## Data
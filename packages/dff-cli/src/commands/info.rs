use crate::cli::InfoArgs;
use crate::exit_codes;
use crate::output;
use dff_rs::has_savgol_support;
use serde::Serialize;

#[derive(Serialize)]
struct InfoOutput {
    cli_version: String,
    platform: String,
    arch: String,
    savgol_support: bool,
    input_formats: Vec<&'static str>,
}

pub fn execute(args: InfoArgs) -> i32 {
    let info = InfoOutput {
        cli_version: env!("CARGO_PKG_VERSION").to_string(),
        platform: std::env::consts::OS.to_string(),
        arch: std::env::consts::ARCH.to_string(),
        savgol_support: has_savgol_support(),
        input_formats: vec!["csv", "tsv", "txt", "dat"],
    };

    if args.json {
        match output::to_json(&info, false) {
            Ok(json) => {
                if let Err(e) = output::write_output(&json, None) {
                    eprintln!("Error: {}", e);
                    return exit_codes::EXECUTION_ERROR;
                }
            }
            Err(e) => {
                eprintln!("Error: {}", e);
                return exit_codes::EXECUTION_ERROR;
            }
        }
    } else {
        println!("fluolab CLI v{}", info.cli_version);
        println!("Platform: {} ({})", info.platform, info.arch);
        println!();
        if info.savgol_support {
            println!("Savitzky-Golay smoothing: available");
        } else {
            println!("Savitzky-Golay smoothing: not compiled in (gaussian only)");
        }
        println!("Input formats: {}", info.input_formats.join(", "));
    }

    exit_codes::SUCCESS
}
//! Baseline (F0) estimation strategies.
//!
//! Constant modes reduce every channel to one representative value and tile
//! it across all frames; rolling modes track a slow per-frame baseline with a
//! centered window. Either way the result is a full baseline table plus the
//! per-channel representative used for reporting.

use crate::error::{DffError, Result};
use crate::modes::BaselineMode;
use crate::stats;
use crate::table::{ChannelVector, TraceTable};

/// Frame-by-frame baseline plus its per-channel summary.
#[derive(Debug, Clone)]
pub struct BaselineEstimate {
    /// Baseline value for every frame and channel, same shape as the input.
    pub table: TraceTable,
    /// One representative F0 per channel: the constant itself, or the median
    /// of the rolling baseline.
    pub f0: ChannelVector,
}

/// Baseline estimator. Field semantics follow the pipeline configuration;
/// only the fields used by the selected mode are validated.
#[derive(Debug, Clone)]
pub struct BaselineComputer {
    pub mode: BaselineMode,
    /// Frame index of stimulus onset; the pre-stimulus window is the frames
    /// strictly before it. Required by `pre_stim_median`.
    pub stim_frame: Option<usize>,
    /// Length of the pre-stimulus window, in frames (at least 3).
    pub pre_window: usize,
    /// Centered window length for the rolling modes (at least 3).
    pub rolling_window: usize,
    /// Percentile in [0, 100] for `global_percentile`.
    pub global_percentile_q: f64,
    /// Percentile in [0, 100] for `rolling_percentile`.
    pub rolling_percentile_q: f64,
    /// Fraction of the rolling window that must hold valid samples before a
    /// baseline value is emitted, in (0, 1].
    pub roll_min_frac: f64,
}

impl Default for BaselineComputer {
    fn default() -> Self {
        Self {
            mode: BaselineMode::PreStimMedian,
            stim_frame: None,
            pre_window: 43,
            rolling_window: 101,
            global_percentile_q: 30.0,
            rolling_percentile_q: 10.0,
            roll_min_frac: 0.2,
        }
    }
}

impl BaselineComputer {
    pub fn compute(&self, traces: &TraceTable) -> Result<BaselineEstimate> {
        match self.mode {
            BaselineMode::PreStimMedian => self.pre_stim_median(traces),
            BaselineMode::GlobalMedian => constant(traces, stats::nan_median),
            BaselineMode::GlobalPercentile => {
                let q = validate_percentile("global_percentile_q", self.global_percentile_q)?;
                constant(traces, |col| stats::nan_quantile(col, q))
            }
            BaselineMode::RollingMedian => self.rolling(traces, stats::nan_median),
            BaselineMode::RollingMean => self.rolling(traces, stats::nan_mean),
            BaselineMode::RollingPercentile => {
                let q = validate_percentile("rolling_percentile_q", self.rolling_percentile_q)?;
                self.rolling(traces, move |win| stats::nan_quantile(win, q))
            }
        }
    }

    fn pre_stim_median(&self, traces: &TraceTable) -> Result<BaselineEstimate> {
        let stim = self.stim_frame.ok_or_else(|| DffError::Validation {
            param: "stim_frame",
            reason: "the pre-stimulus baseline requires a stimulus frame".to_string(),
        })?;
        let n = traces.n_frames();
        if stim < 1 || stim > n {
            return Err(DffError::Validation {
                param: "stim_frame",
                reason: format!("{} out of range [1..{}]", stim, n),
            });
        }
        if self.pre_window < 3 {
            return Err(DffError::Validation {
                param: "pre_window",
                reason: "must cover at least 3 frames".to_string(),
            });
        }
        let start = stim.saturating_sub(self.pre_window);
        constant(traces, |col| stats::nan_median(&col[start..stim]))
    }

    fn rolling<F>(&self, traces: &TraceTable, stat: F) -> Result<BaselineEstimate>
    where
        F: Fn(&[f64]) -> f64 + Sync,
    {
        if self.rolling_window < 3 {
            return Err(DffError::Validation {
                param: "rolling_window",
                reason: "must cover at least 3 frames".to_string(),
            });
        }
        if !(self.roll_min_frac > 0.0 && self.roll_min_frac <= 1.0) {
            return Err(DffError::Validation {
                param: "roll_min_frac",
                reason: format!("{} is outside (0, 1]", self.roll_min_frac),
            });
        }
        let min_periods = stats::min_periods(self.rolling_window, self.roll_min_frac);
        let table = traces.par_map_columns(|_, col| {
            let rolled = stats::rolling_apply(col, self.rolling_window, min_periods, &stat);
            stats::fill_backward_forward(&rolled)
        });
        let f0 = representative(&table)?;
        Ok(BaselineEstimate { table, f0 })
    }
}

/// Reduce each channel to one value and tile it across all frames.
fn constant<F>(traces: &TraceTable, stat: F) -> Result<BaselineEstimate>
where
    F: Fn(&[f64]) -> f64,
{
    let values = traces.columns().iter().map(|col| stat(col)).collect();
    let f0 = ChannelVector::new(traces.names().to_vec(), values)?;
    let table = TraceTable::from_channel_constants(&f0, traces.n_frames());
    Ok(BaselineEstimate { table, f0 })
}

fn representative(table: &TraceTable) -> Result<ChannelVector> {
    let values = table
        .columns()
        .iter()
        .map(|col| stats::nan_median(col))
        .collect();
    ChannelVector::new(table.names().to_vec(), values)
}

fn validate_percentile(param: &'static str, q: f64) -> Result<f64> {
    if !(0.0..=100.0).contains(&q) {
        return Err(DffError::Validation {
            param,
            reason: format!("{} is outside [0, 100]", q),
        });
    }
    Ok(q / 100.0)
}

## Brief
Exactly reproduce the entries in their entirety.

## Your response
filename packages/dff-cli/src/commands/info.rs
use crate::cli::InfoArgs;
use crate::exit_codes;
use crate::output;
use dff_rs::has_savgol_support;
use serde::Serialize;

#[derive(Serialize)]
struct InfoOutput {
    cli_version: String,
    platform: String,
    arch: String,
    savgol_support: bool,
    input_formats: Vec<&'static str>,
}

pub fn execute(args: InfoArgs) -> i32 {
    let info = InfoOutput {
        cli_version: env!("CARGO_PKG_VERSION").to_string(),
        platform: std::env::consts::OS.to_string(),
        arch: std::env::consts::ARCH.to_string(),
        savgol_support: has_savgol_support(),
        input_formats: vec!["csv", "tsv", "txt", "dat"],
    };

    if args.json {
        match output::to_json(&info, false) {
            Ok(json) => {
                if let Err(e) = output::write_output(&json, None) {
                    eprintln!("Error: {}", e);
                    return exit_codes::EXECUTION_ERROR;
                }
            }
            Err(e) => {
                eprintln!("Error: {}", e);
                return exit_codes::EXECUTION_ERROR;
            }
        }
    } else {
        println!("fluolab CLI v{}", info.cli_version);
        println!("Platform: {} ({})", info.platform, info.arch);
        println!();
        if info.savgol_support {
            println!("Savitzky-Golay smoothing: available");
        } else {
            println!("Savitzky-Golay smoothing: not compiled in (gaussian only)");
        }
        println!("Input formats: {}", info.input_formats.join(", "));
    }

    exit_codes::SUCCESS
}
//! Baseline (F0) estimation strategies.
//!
//! Constant modes reduce every channel to one representative value and tile
//! it across all frames; rolling modes track a slow per-frame baseline with a
//! centered window. Either way the result is a full baseline table plus the
//! per-channel representative used for reporting.

use crate::error::{DffError, Result};
use crate::modes::BaselineMode;
use crate::stats;
use crate::table::{ChannelVector, TraceTable};

/// Frame-by-frame baseline plus its per-channel summary.
#[derive(Debug, Clone)]
pub struct BaselineEstimate {
    /// Baseline value for every frame and channel, same shape as the input.
    pub table: TraceTable,
    /// One representative F0 per channel: the constant itself, or the median
    /// of the rolling baseline.
    pub f0: ChannelVector,
}

/// Baseline estimator. Field semantics follow the pipeline configuration;
/// only the fields used by the selected mode are validated.
#[derive(Debug, Clone)]
pub struct BaselineComputer {
    pub mode: BaselineMode,
    /// Frame index of stimulus onset; the pre-stimulus window is the frames
    /// strictly before it. Required by `pre_stim_median`.
    pub stim_frame: Option<usize>,
    /// Length of the pre-stimulus window, in frames (at least 3).
    pub pre_window: usize,
    /// Centered window length for the rolling modes (at least 3).
    pub rolling_window: usize,
    /// Percentile in [0, 100] for `global_percentile`.
    pub global_percentile_q: f64,
    /// Percentile in [0, 100] for `rolling_percentile`.
    pub rolling_percentile_q: f64,
    /// Fraction of the rolling window that must hold valid samples before a
    /// baseline value is emitted, in (0, 1].
    pub roll_min_frac: f64,
}

impl Default for BaselineComputer {
    fn default() -> Self {
        Self {
            mode: BaselineMode::PreStimMedian,
            stim_frame: None,
            pre_window: 43,
            rolling_window: 101,
            global_percentile_q: 30.0,
            rolling_percentile_q: 10.0,
            roll_min_frac: 0.2,
        }
    }
}

impl BaselineComputer {
    pub fn compute(&self, traces: &TraceTable) -> Result<BaselineEstimate> {
        match self.mode {
            BaselineMode::PreStimMedian => self.pre_stim_median(traces),
            BaselineMode::GlobalMedian => constant(traces, stats::nan_median),
            BaselineMode::GlobalPercentile => {
                let q = validate_percentile("global_percentile_q", self.global_percentile_q)?;
                constant(traces, |col| stats::nan_quantile(col, q))
            }
            BaselineMode::RollingMedian => self.rolling(traces, stats::nan_median),
            BaselineMode::RollingMean => self.rolling(traces, stats::nan_mean),
            BaselineMode::RollingPercentile => {
                let q = validate_percentile("rolling_percentile_q", self.rolling_percentile_q)?;
                self.rolling(traces, move |win| stats::nan_quantile(win, q))
            }
        }
    }

    fn pre_stim_median(&self, traces: &TraceTable) -> Result<BaselineEstimate> {
        let stim = self.stim_frame.ok_or_else(|| DffError::Validation {
            param: "stim_frame",
            reason: "the pre-stimulus baseline requires a stimulus frame".to_string(),
        })?;
        let n = traces.n_frames();
        if stim < 1 || stim > n {
            return Err(DffError::Validation {
                param: "stim_frame",
                reason: format!("{} out of range [1..{}]", stim, n),
            });
        }
        if self.pre_window < 3 {
            return Err(DffError::Validation {
                param: "pre_window",
                reason: "must cover at least 3 frames".to_string(),
            });
        }
        let start = stim.saturating_sub(self.pre_window);
        constant(traces, |col| stats::nan_median(&col[start..stim]))
    }

    fn rolling<F>(&self, traces: &TraceTable, stat: F) -> Result<BaselineEstimate>
    where
        F: Fn(&[f64]) -> f64 + Sync,
    {
        if self.rolling_window < 3 {
            return Err(DffError::Validation {
                param: "rolling_window",
                reason: "must cover at least 3 frames".to_string(),
            });
        }
        if !(self.roll_min_frac > 0.0 && self.roll_min_frac <= 1.0) {
            return Err(DffError::Validation {
                param: "roll_min_frac",
                reason: format!("{} is outside (0, 1]", self.roll_min_frac),
            });
        }
        let min_periods = stats::min_periods(self.rolling_window, self.roll_min_frac);
        let table = traces.par_map_columns(|_, col| {
            let rolled = stats::rolling_apply(col, self.rolling_window, min_periods, &stat);
            stats::fill_backward_forward(&rolled)
        });
        let f0 = representative(&table)?;
        Ok(BaselineEstimate { table, f0 })
    }
}

/// Reduce each channel to one value and tile it across all frames.
fn constant<F>(traces: &TraceTable, stat: F) -> Result<BaselineEstimate>
where
    F: Fn(&[f64]) -> f64,
{
    let values = traces.columns().iter().map(|col| stat(col)).collect();
    let f0 = ChannelVector::new(traces.names().to_vec(), values)?;
    let table = TraceTable::from_channel_constants(&f0, traces.n_frames());
    Ok(BaselineEstimate { table, f0 })
}

fn representative(table: &TraceTable) -> Result<ChannelVector> {
    let values = table
        .columns()
        .iter()
        .map(|col| stats::nan_median(col))
        .collect();
    ChannelVector::new(table.names().to_vec(), values)
}

fn validate_percentile(param: &'static str, q: f64) -> Result<f64> {
    if !(0.0..=100.0).contains(&q) {
        return Err(DffError::Validation {
            param,
            reason: format!("{} is outside [0, 100]", q),
        });
    }
    Ok(q / 100.0)
}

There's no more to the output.